Whenever I see big drug busts, I just think…man, that sucks for the local drug addicts! I mean, think about it. It’s just gonna raise prices and complicate things for the user. The only rich addicts are the ones on TV and in tabloids. Like Paris Hilton or Lindsey Lohan, or Skip Lackey. Most are broke as shit! Living hand to mouth, trying to scrimp and save (*sob*) just to get by! And by “get by” I mean “buy drugs”.
The life of a drug addict is as such. You spend all day and/or night either trying to find drugs, or being high on drugs. So not only does overall productivity suffer, but making the drugs harder to get just complicates the inevitable, and drags productivity down even further. These people will get their drugs. Come Hell or high water… They. Will. Get. Their. Drugs.

DEMOCRATS OFFICIALLY ENDORSE GAY MARRIAGE!!

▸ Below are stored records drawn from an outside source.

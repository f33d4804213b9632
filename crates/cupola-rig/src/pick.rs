//! Click picking against registered scene objects.

use glam::Vec3;

use crate::intersect::Aabb;
use crate::surface::SurfaceClass;
use crate::view::Ray;

/// An object that can be selected by clicking it.
#[derive(Debug, Clone, PartialEq)]
pub struct PickTarget {
    /// Display name.
    pub name: String,
    /// Kind label shown alongside the name (e.g. "Mesh").
    pub kind: String,
    /// World-space bounds used for hit testing.
    pub bounds: Aabb,
    /// Surface class the object was prepared with.
    pub surface: SurfaceClass,
}

impl PickTarget {
    pub fn new(name: impl Into<String>, kind: impl Into<String>, bounds: Aabb, surface: SurfaceClass) -> Self {
        Self {
            name: name.into(),
            kind: kind.into(),
            bounds,
            surface,
        }
    }
}

/// Details of a selected object, for the info panel.
#[derive(Debug, Clone, PartialEq)]
pub struct ObjectInfo {
    pub name: String,
    pub kind: String,
    /// Centre of the object's bounds.
    pub position: Vec3,
    pub surface: SurfaceClass,
    /// Distance from the ray origin to the hit.
    pub distance: f32,
}

/// Nearest target hit by `ray`. Ties keep the earlier registration.
pub fn pick_nearest<'a>(
    targets: impl IntoIterator<Item = &'a PickTarget>,
    ray: &Ray,
) -> Option<ObjectInfo> {
    let mut best: Option<(&PickTarget, f32)> = None;
    for target in targets {
        let Some(t) = target.bounds.intersect(ray) else {
            continue;
        };
        if best.is_none_or(|(_, best_t)| t < best_t) {
            best = Some((target, t));
        }
    }

    best.map(|(target, distance)| ObjectInfo {
        name: if target.name.is_empty() {
            "Unnamed".to_string()
        } else {
            target.name.clone()
        },
        kind: target.kind.clone(),
        position: target.bounds.center(),
        surface: target.surface,
        distance,
    })
}

#[cfg(test)]
mod tests {
    use super::*;

    fn target(name: &str, center: Vec3) -> PickTarget {
        PickTarget::new(
            name,
            "Mesh",
            Aabb::from_center_size(center, Vec3::ONE),
            SurfaceClass::Structure,
        )
    }

    #[test]
    fn test_picks_nearest() {
        let targets = vec![
            target("far", Vec3::new(0.0, 0.0, -10.0)),
            target("near", Vec3::new(0.0, 0.0, -3.0)),
            target("off_axis", Vec3::new(5.0, 0.0, -1.0)),
        ];
        let ray = Ray::new(Vec3::ZERO, Vec3::NEG_Z).unwrap();
        let info = pick_nearest(&targets, &ray).unwrap();
        assert_eq!(info.name, "near");
        assert!((info.distance - 2.5).abs() < 1e-5);
        assert_eq!(info.position, Vec3::new(0.0, 0.0, -3.0));
    }

    #[test]
    fn test_tie_keeps_first() {
        let targets = vec![
            target("first", Vec3::new(0.0, 0.0, -3.0)),
            target("second", Vec3::new(0.0, 0.0, -3.0)),
        ];
        let ray = Ray::new(Vec3::ZERO, Vec3::NEG_Z).unwrap();
        assert_eq!(pick_nearest(&targets, &ray).unwrap().name, "first");
    }

    #[test]
    fn test_miss_and_unnamed() {
        let targets = vec![target("", Vec3::new(0.0, 0.0, -3.0))];
        let miss = Ray::new(Vec3::ZERO, Vec3::Z).unwrap();
        assert_eq!(pick_nearest(&targets, &miss), None);

        let hit = Ray::new(Vec3::ZERO, Vec3::NEG_Z).unwrap();
        assert_eq!(pick_nearest(&targets, &hit).unwrap().name, "Unnamed");
    }
}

First reaction: Hooray!!! All right! Yes! Soon, I’ll be marrying my life-partner, Bruce! We’ll be sipping Tab while we watch our adopted, liberally- indoctrinated children play in the above ground pool! Located at our palatial Pflugerville, Texas estate slash trailer park… And with not a care in the world!
Second reaction: I hope the Democrats know what they’re doing! This move is politically risky. If the far-right mental patients rally all the other defectives to vote, and all of the new Republician-approved voter suppression laws are in effect…I’ll be a little worried. They’ll probably frame it as something like “A vote for Mitt Romney is a vote for ‘traditional marriage’…a vote for Barak Obama is a vote for two guys touching their penises together.
It’s our job as citizens to not give a shit about two penises touching together. If I see two penises touch together…I’m gonna be, like, “Whatever, man! You guys go ahead and touch your penises together! I get my kicks above the waist! I get high on life!
And meth…
Life and meth!
Mostly meth…
Hey, I’ll touch your penis for some meth!”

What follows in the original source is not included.